▸ **Work to be completed**
From the entries that follow, extract each line holding the string "SourceKind".

== Material provided

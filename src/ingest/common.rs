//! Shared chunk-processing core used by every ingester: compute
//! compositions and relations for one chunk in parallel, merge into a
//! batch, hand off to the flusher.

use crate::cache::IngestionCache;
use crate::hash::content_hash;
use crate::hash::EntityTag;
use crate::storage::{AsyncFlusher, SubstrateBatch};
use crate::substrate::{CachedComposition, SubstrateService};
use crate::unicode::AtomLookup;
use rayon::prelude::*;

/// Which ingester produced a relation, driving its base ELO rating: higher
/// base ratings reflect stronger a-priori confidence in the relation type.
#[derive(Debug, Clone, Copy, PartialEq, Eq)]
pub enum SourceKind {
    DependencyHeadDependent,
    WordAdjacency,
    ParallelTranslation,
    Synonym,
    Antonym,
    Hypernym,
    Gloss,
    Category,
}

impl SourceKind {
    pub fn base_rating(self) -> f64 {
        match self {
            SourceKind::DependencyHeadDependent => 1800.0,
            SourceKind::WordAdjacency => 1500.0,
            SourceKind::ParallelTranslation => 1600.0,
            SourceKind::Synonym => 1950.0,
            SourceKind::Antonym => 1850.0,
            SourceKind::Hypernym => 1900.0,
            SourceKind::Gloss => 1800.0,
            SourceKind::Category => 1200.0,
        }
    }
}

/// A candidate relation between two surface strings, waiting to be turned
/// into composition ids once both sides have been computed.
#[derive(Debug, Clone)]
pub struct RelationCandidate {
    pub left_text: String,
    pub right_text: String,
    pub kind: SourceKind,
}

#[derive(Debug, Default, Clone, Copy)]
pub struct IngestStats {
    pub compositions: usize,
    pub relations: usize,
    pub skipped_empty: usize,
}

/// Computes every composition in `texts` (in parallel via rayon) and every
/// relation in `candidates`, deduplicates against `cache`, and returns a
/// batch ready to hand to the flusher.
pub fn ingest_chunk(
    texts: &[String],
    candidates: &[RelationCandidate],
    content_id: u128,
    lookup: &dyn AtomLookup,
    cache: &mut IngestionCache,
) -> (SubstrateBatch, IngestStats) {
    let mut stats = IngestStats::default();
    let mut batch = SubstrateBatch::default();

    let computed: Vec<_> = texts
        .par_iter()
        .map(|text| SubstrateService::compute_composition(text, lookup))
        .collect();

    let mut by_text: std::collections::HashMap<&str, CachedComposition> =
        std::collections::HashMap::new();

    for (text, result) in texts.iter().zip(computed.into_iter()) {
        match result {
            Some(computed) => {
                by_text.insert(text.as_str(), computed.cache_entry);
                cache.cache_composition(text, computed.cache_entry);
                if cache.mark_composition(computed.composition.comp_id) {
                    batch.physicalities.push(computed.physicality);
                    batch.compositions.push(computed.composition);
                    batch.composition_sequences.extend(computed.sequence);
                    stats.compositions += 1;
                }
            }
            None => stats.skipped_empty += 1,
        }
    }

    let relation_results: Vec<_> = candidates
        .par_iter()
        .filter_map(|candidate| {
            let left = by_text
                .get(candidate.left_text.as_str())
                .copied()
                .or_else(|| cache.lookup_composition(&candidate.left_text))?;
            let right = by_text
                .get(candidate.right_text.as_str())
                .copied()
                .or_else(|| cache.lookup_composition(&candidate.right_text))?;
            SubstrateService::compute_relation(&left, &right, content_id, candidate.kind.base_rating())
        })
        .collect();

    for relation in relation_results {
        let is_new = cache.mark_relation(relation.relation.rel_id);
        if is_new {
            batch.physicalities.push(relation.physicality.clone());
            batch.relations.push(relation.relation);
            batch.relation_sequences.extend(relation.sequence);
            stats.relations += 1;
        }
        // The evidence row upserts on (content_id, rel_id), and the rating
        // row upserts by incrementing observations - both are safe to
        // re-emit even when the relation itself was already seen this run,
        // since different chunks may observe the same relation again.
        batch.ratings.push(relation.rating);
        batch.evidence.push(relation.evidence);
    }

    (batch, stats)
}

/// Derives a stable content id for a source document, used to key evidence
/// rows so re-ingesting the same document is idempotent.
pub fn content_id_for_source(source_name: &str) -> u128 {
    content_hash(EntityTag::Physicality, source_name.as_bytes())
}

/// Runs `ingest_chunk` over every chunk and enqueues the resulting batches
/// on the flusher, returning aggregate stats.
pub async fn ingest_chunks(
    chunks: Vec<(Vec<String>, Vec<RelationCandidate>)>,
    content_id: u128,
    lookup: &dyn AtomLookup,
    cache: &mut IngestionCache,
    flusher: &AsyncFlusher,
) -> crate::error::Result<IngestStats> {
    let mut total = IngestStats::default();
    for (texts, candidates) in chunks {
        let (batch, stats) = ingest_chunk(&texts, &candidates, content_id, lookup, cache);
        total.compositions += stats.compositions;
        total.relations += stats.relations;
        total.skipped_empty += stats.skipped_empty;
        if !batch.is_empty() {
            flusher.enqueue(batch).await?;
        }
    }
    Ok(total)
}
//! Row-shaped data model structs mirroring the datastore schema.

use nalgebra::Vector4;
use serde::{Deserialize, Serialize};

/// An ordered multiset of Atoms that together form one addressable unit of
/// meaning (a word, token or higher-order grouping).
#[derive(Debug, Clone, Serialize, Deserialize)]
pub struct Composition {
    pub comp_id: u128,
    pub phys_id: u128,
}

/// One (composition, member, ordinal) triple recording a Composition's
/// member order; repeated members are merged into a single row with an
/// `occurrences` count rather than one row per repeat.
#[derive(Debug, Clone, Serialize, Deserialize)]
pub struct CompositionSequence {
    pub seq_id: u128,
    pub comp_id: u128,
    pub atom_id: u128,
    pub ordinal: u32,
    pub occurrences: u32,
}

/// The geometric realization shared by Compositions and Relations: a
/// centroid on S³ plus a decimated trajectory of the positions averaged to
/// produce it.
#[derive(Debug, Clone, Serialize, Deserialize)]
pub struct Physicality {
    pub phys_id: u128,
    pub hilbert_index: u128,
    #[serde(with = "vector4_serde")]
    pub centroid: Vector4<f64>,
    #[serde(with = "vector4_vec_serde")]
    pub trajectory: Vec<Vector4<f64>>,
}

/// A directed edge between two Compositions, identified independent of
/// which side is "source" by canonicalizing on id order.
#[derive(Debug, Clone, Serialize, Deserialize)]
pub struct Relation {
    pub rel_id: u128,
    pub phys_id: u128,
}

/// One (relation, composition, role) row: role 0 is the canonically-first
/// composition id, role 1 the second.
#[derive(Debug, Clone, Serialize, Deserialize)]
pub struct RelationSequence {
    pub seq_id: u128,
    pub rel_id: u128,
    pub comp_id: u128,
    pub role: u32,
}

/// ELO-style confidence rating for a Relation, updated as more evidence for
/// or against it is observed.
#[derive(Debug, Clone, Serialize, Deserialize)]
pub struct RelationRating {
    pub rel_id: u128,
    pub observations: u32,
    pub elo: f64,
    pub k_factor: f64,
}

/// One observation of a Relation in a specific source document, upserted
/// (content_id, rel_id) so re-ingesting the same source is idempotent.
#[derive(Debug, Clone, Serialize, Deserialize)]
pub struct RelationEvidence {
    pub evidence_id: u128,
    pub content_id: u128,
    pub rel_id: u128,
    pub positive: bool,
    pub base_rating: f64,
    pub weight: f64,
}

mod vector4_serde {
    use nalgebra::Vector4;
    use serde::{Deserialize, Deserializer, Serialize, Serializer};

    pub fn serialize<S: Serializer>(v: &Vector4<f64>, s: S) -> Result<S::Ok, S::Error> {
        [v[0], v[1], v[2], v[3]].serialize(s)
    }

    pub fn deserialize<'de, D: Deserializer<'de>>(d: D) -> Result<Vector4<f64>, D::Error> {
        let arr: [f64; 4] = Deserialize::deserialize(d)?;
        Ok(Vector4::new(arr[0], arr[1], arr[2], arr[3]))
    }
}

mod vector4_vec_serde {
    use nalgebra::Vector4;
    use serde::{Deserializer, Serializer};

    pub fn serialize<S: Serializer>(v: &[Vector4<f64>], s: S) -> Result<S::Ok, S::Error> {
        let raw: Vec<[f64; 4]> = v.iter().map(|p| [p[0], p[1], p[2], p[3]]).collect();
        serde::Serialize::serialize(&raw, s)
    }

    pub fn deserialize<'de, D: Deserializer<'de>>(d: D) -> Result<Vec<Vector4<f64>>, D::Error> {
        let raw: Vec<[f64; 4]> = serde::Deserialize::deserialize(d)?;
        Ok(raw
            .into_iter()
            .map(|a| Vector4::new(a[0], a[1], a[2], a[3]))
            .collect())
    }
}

====

▸ **Result of the exercise**
pub enum SourceKind {
impl SourceKind {
            SourceKind::DependencyHeadDependent => 1800.0,
            SourceKind::WordAdjacency => 1500.0,
            SourceKind::ParallelTranslation => 1600.0,
            SourceKind::Synonym => 1950.0,
            SourceKind::Antonym => 1850.0,
            SourceKind::Hypernym => 1900.0,
            SourceKind::Gloss => 1800.0,
            SourceKind::Category => 1200.0,
    pub kind: SourceKind,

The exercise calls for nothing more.